My Very Dear Friend:
Your kind note reached me yesterday. To-day is a rainy Sunday. Silver showers follow one another, and the old sea, out there a hundred yards away, seems glad, and so does the sad-looking earth. A rainy day makes every high-strung temperament sympathetic and thoughtful. I like such days, for the mysteries of clouds and waters affect me like music.

So you like my prelude to the poem. I am going to make it sound in strange keys. The strange is always sacred; and is not everything strange with the strangeness of God? I reverence a grain of sand. It is a white little cradle where the Divine is resting and dreaming. Ah me! the world has eyes, but it sees not. The retina of my eyes reaches right down into my heart. I reckon if I have any power over people (and I know I have), it comes from the truth in my temperament. Everything is poetry to me, from the smile of a child to the song of an angel. But I am straying away.

The man of the thirteenth century is an imagined person. I merely dreamed of him. I put him back six centuries from our day, for I think the past is so sadly holy and so holily sad. Every present is a glare; it dazzles and blinds. But the past, which is a long, beautiful aisle of human memories, leads the feet of my thought up to the shrine of the True. Every history is a sacred scripture to those who read its pages right. Eternal facts are only veils like those worn by nuns, hiding the beautiful, whose highest, truest, holiest name is self-sacrifice.

In a quiet way I am writing a work undertoned by that idea. It will soon be completed; but none shall read a printed page of it until I shall have gone away from the land of the living.
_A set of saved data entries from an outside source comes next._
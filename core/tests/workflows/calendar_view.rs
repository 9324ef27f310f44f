// SPDX-FileCopyrightText: 2025-2026 Zexin Yuan <aim@yzx9.xyz>
//
// SPDX-License-Identifier: Apache-2.0

//! Month calendar workflow tests.
//!
//! October 2026 starts on a Thursday; today is pinned to 2026-10-19.

use jiff::civil::{Date, date};
use plancal_core::{Config, DayCell, Id, MonthView, TimelinePhase, WeekStart, YearMonth};

use crate::common::{TODAY, new_planner, setup_temp_dirs, test_config, test_content_draft};

fn cell(view: &MonthView, date: Date) -> &DayCell {
    view.days()
        .find(|a| a.date == date)
        .expect("day should be in the month")
}

fn phases(cell: &DayCell) -> Vec<(&str, TimelinePhase)> {
    cell.timelines
        .iter()
        .map(|a| (a.item.name.as_str(), a.phase))
        .collect()
}

#[tokio::test]
async fn calendar_view_places_items_and_timelines() {
    // Arrange
    let temp_dirs = setup_temp_dirs().await.unwrap();
    let planner = new_planner(test_config(&temp_dirs.state_dir)).await;
    let category = planner.new_category("Cooking").await.unwrap();

    let pasta = planner
        .new_content(test_content_draft(&category.id, "Pasta"))
        .await
        .unwrap();
    planner
        .schedule(&Id::Uid(pasta.id), date(2026, 10, 25))
        .await
        .unwrap();

    // Scheduled next month, preparation reaches back into October
    let mut draft = test_content_draft(&category.id, "Feast");
    draft.timeline_days = 5;
    let feast = planner.new_content(draft).await.unwrap();
    planner
        .schedule(&Id::Uid(feast.id), date(2026, 11, 2))
        .await
        .unwrap();

    // Act
    let view = planner
        .month_view(YearMonth::new(2026, 10).unwrap(), None)
        .await
        .unwrap();

    // Assert - grid shape
    assert_eq!(view.week_start, WeekStart::Sunday);
    assert_eq!(view.days().count(), 31);
    assert!(view.weeks[0][..4].iter().all(Option::is_none));
    assert_eq!(view.weeks[0][4].as_ref().unwrap().date, date(2026, 10, 1));

    // Assert - items and timelines
    let publish = cell(&view, date(2026, 10, 25));
    assert_eq!(publish.items.len(), 1);
    assert_eq!(phases(publish), vec![("Pasta", TimelinePhase::Publish)]);
    assert_eq!(
        phases(cell(&view, date(2026, 10, 23))),
        vec![("Pasta", TimelinePhase::Preparation)]
    );
    assert!(cell(&view, date(2026, 10, 22)).timelines.is_empty());
    assert_eq!(
        phases(cell(&view, date(2026, 10, 28))),
        vec![("Feast", TimelinePhase::Preparation)]
    );
    assert!(cell(&view, date(2026, 10, 28)).items.is_empty());

    // Assert - today and past days
    assert!(cell(&view, TODAY).is_today);
    assert!(!cell(&view, TODAY).is_past);
    assert!(cell(&view, date(2026, 10, 18)).is_past);
}

#[tokio::test]
async fn calendar_view_monday_weeks_and_category_filter() {
    // Arrange
    let temp_dirs = setup_temp_dirs().await.unwrap();
    let config = Config {
        week_start: WeekStart::Monday,
        ..test_config(&temp_dirs.state_dir)
    };
    let planner = new_planner(config).await;
    let cooking = planner.new_category("Cooking").await.unwrap();
    let travel = planner.new_category("Travel").await.unwrap();
    for (category, name, day) in [(&cooking, "Soup", 24), (&travel, "Alps", 24)] {
        let item = planner
            .new_content(test_content_draft(&category.id, name))
            .await
            .unwrap();
        planner
            .schedule(&Id::Uid(item.id), date(2026, 10, day))
            .await
            .unwrap();
    }

    // Act
    let view = planner
        .month_view(
            YearMonth::new(2026, 10).unwrap(),
            Some(&Id::Uid(travel.id.clone())),
        )
        .await
        .unwrap();

    // Assert
    assert!(view.weeks[0][..3].iter().all(Option::is_none));
    assert_eq!(view.weeks[0][3].as_ref().unwrap().date, date(2026, 10, 1));
    let names: Vec<_> = cell(&view, date(2026, 10, 24))
        .items
        .iter()
        .map(|a| a.name.as_str())
        .collect();
    assert_eq!(names, vec!["Alps"]);
}

#[tokio::test]
async fn calendar_view_snapshot_loads_everything() {
    // Arrange
    let temp_dirs = setup_temp_dirs().await.unwrap();
    let planner = new_planner(test_config(&temp_dirs.state_dir)).await;
    let cooking = planner.new_category("Cooking").await.unwrap();
    planner.new_category("Baking").await.unwrap();
    planner
        .new_content(test_content_draft(&cooking.id, "Soup"))
        .await
        .unwrap();

    // Act
    let snapshot = planner.snapshot(None).await.unwrap();

    // Assert
    let names: Vec<_> = snapshot.categories.iter().map(|a| a.name.as_str()).collect();
    assert_eq!(names, vec!["Baking", "Cooking"]);
    assert_eq!(snapshot.contents.len(), 1);
    assert_eq!(
        snapshot.contents[0].category.as_ref().unwrap().name,
        "Cooking"
    );
}
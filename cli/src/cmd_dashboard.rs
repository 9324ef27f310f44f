// SPDX-FileCopyrightText: 2025-2026 Zexin Yuan <aim@yzx9.xyz>
//
// SPDX-License-Identifier: Apache-2.0

use std::error::Error;

use clap::{ArgMatches, Command};
use colored::Colorize;
use plancal_core::{Planner, YearMonth};

use crate::cmd_calendar::{CmdBacklog, CmdCalendar};
use crate::cmd_category::CmdCategoryList;
use crate::util::OutputFormat;

#[derive(Debug, Default, Clone, Copy)]
pub struct CmdDashboard;

impl CmdDashboard {
    pub const NAME: &str = "dashboard";

    pub fn command() -> Command {
        Command::new(Self::NAME)
            .about("Show the dashboard, which includes this month, categories and the backlog")
    }

    pub fn from(_matches: &ArgMatches) -> Self {
        Self
    }

    /// Show the current month, the categories and the backlog.
    pub async fn run(self, planner: &Planner) -> Result<(), Box<dyn Error>> {
        tracing::debug!(?self, "generating dashboard...");

        let month = YearMonth::from(planner.today());
        println!("🗓️ {}", "Calendar".bold());
        CmdCalendar::show(planner, month, None, OutputFormat::Table).await?;
        println!();

        println!("🏷️ {}", "Categories".bold());
        CmdCategoryList::list(planner, OutputFormat::Table, false).await?;
        println!();

        println!("📥 {}", "Backlog".bold());
        CmdBacklog::list(planner, None, OutputFormat::Table).await?;
        Ok(())
    }
}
The longer I live the more I love and reverence the cloister life, and the more clearly I see why Christ was obliged to make marriage a sacrament to guard that state of life from becoming a snare, a horror, and a ruin. The older we grow we ought to be like the sea, which grows deeper the farther it is from the shore.

But I wander again- blame that mysterious rain, and do not blame me, so "Adios."